La réforme du crédit à la consommation de juillet 2010 (dite « Loi Lagarde »), déjà, s’était donnée pour objectif d’améliorer la marge de manoeuvre des emprunteurs en facilitant la « déliaison » entre le crédit immobilier et l’assurance qui garantit son remboursement. Sans véritable succès : si près d’un nouveau contrat sur trois, en 2012, est souscrit en délégation (c'est-à-dire hors de la banque prêteuse) , leur pourcentage global, sur le stock des crédits immobiliers en cours, n’a que peu évolué depuis trois ans et reste bloqué entre 15% et 16% (2).

La loi de régulation et de séparation des activités bancaires, adoptée en juillet dernier, est allée un peu plus loin en améliorant l’information et la comparaison des différentes offres, en raccourcissant les délais de traitement des dossiers et en interdisant aux banques de pénaliser financièrement un client qui choisirait la délégation.

Des délais trop courts

Mais malgré ces initiatives, le principal écueil demeure : le temps.
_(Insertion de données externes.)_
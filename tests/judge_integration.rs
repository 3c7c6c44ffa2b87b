//! Compile-and-run through the judge layer, using `/bin/sh` as the
//! "compiler" so no toolchain is required.

use limitbox::judge::{CompiledExecutor, CompilerSpec, Executor, JudgeError, Workspace};
use limitbox::{ExecutionStatus, SandboxConfig};
use std::io::Write;

const INSTALL: &str = "cp {source} {output} && chmod +x {output}";

fn script_spec(prefix: &str) -> CompilerSpec {
    CompilerSpec::new("/bin/sh", ["-c".to_string(), format!("{}{}", prefix, INSTALL)], "sh")
}

#[test]
fn compiled_artifact_runs_in_sandbox() {
    let base = tempfile::tempdir().unwrap();
    let executor = CompiledExecutor::compile_in(
        Workspace::new(base.path()).unwrap(),
        &script_spec(""),
        "aplusb",
        b"#!/bin/sh\nread a b\necho $((a + b))\n",
    )
    .unwrap();
    assert!(executor.warning().is_none());
    assert!(executor.artifact().starts_with(base.path()));

    let mut process = executor.launch(5.0, 262_144, &SandboxConfig::unprivileged()).unwrap();
    let (stdout, _) = process.communicate(Some(b"2 3\n")).unwrap();
    assert_eq!(stdout, b"5\n");
    assert_eq!(process.report().status, ExecutionStatus::Ok);
}

#[test]
fn compiler_failure_carries_output() {
    let spec = CompilerSpec::new("/bin/sh", ["-c", "echo 'main.sh:1: error: nope' >&2; exit 1"], "sh");
    let err = CompiledExecutor::compile(&spec, "broken", b"").err().unwrap();
    match err {
        JudgeError::Compile { output } => assert!(output.contains("error: nope")),
        other => panic!("expected compile error, got {}", other),
    }
}

#[test]
fn warnings_are_kept_on_success() {
    let executor = CompiledExecutor::compile(
        &script_spec("echo 'warning: unused variable' >&2; "),
        "warned",
        b"#!/bin/sh\nexit 0\n",
    )
    .unwrap();
    assert!(executor.warning().unwrap().contains("unused variable"));
}

#[test]
fn workspace_is_removed_with_executor() {
    let executor =
        CompiledExecutor::compile(&script_spec(""), "cleanup", b"#!/bin/sh\n").unwrap();
    let dir = executor.workdir().to_path_buf();
    assert!(dir.is_dir());
    drop(executor);
    assert!(!dir.exists());
}

#[test]
fn unsafe_launch_passes_arguments() {
    let executor = CompiledExecutor::compile(
        &script_spec(""),
        "checker",
        b"#!/bin/sh\nread line\necho \"$1:$line\"\n",
    )
    .unwrap();
    let mut child = executor.launch_unsafe(&["tag".to_string()]).unwrap();
    child.stdin.take().unwrap().write_all(b"value\n").unwrap();
    let output = child.wait_with_output().unwrap();
    assert!(output.status.success());
    assert_eq!(output.stdout, b"tag:value\n");
}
En effet, la souscription d’un crédit immobilier est une opération complexe et « enserrée dans des délais contraints de signature et de versements de fonds avec de multiples interlocuteurs » constatait il y a quelques mois le CCSF dans son rapport annuel 2012. Difficile pour l’emprunteur, dans ce contexte, de prendre le temps de comparer les différentes offres d’assurance.

Conscient de ce problème, le gouvernement avait commandé début août dernier un rapport sur la question à l’Inspection générale des finances (IGF). Quatre mois plus tard, il vient de lui être livré, et devrait inspirer une nouvelle réforme de l’assurance emprunteur dans le cadre du projet de loi relative à la consommation. Le texte, porté par le ministre de la consommation Benoît Hamon, fait son retour ces jours-ci à l’Assemblée nationale, pour une deuxième lecture.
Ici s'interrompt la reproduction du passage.